### Problem
Scan the material below for the string "types". Report every line that has it.

### Information provided
use maestro_core::types::{ConversationId, TenantId};
use rusqlite::params;
use uuid::Uuid;

use crate::db::{now, Store};
use crate::error::Result;
use crate::types::ConversationSessionState;

impl Store {
    /// Session lifecycle state for a conversation, tenant-scoped.
    pub fn get_session_state(
        &self,
        tenant_id: TenantId,
        conversation_id: ConversationId,
    ) -> Result<Option<ConversationSessionState>> {
        let db = self.db.lock().unwrap();
        match db.query_row(
            "SELECT provider, provider_conversation_id, sdk_session_id,
                    session_cursor, last_session_sync_at
             FROM conversation_sessions
             WHERE conversation_id = ?1 AND tenant_id = ?2",
            params![conversation_id.to_string(), tenant_id.to_string()],
            |row| {
                Ok(ConversationSessionState {
                    provider: row.get(0)?,
                    provider_conversation_id: row.get(1)?,
                    sdk_session_id: row.get(2)?,
                    session_cursor: row.get(3)?,
                    last_session_sync_at: row.get(4)?,
                })
            },
        ) {
            Ok(s) => Ok(Some(s)),
            Err(rusqlite::Error::QueryReturnedNoRows) => Ok(None),
            Err(e) => Err(e.into()),
        }
    }

    /// Upsert the session state after a run. Called unconditionally so the
    /// stored mapping always reflects the handles actually used.
    pub fn update_session_state(
        &self,
        tenant_id: TenantId,
        conversation_id: ConversationId,
        state: &ConversationSessionState,
    ) -> Result<()> {
        let db = self.db.lock().unwrap();
        db.execute(
            "INSERT INTO conversation_sessions
                (conversation_id, tenant_id, provider, provider_conversation_id,
                 sdk_session_id, session_cursor, last_session_sync_at)
             VALUES (?1, ?2, ?3, ?4, ?5, ?6, ?7)
             ON CONFLICT (conversation_id) DO UPDATE SET
                 provider = excluded.provider,
                 provider_conversation_id = excluded.provider_conversation_id,
                 sdk_session_id = excluded.sdk_session_id,
                 session_cursor = excluded.session_cursor,
                 last_session_sync_at = excluded.last_session_sync_at",
            params![
                conversation_id.to_string(),
                tenant_id.to_string(),
                state.provider,
                state.provider_conversation_id,
                state.sdk_session_id,
                state.session_cursor,
                state.last_session_sync_at,
            ],
        )?;
        Ok(())
    }

    /// Persist one memory-compaction summary.
    pub fn persist_summary(
        &self,
        conversation_id: ConversationId,
        agent_key: Option<&str>,
        summary_text: &str,
        summary_model: Option<&str>,
        version: &str,
        summary_length_tokens: Option<u64>,
    ) -> Result<()> {
        let db = self.db.lock().unwrap();
        db.execute(
            "INSERT INTO conversation_summaries
                (id, conversation_id, agent_key, summary_text, summary_model,
                 version, summary_length_tokens, created_at)
             VALUES (?1, ?2, ?3, ?4, ?5, ?6, ?7, ?8)",
            params![
                Uuid::now_v7().to_string(),
                conversation_id.to_string(),
                agent_key,
                summary_text,
                summary_model,
                version,
                summary_length_tokens.map(|v| v as i64),
                now(),
            ],
        )?;
        Ok(())
    }

    /// Count of persisted summaries (used by tests and the history API).
    pub fn count_summaries(&self, conversation_id: ConversationId) -> Result<u64> {
        let db = self.db.lock().unwrap();
        let n: i64 = db.query_row(
            "SELECT COUNT(*) FROM conversation_summaries WHERE conversation_id = ?1",
            params![conversation_id.to_string()],
            |row| row.get(0),
        )?;
        Ok(n as u64)
    }
}

#[cfg(test)]
mod tests {
    use super::*;

    #[test]
    fn session_state_round_trips() {
        let store = Store::open_in_memory().unwrap();
        let tenant = store.create_tenant("acme", "Acme").unwrap();
        let conv = ConversationId::from_key("thread-1");
        store
            .get_or_create_conversation(tenant.id, conv, "thread-1", None)
            .unwrap();

        assert!(store.get_session_state(tenant.id, conv).unwrap().is_none());

        let state = ConversationSessionState {
            provider: Some("mock".into()),
            provider_conversation_id: Some("conv_abc".into()),
            sdk_session_id: Some("sess-1".into()),
            session_cursor: None,
            last_session_sync_at: Some(now()),
        };
        store.update_session_state(tenant.id, conv, &state).unwrap();
        let loaded = store.get_session_state(tenant.id, conv).unwrap().unwrap();
        assert_eq!(loaded.provider_conversation_id.as_deref(), Some("conv_abc"));

        // cross-tenant read is scoped away
        let other = store.create_tenant("rival", "Rival").unwrap();
        assert!(store.get_session_state(other.id, conv).unwrap().is_none());
    }
}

### Final answer
use maestro_core::types::{ConversationId, TenantId};
use crate::types::ConversationSessionState;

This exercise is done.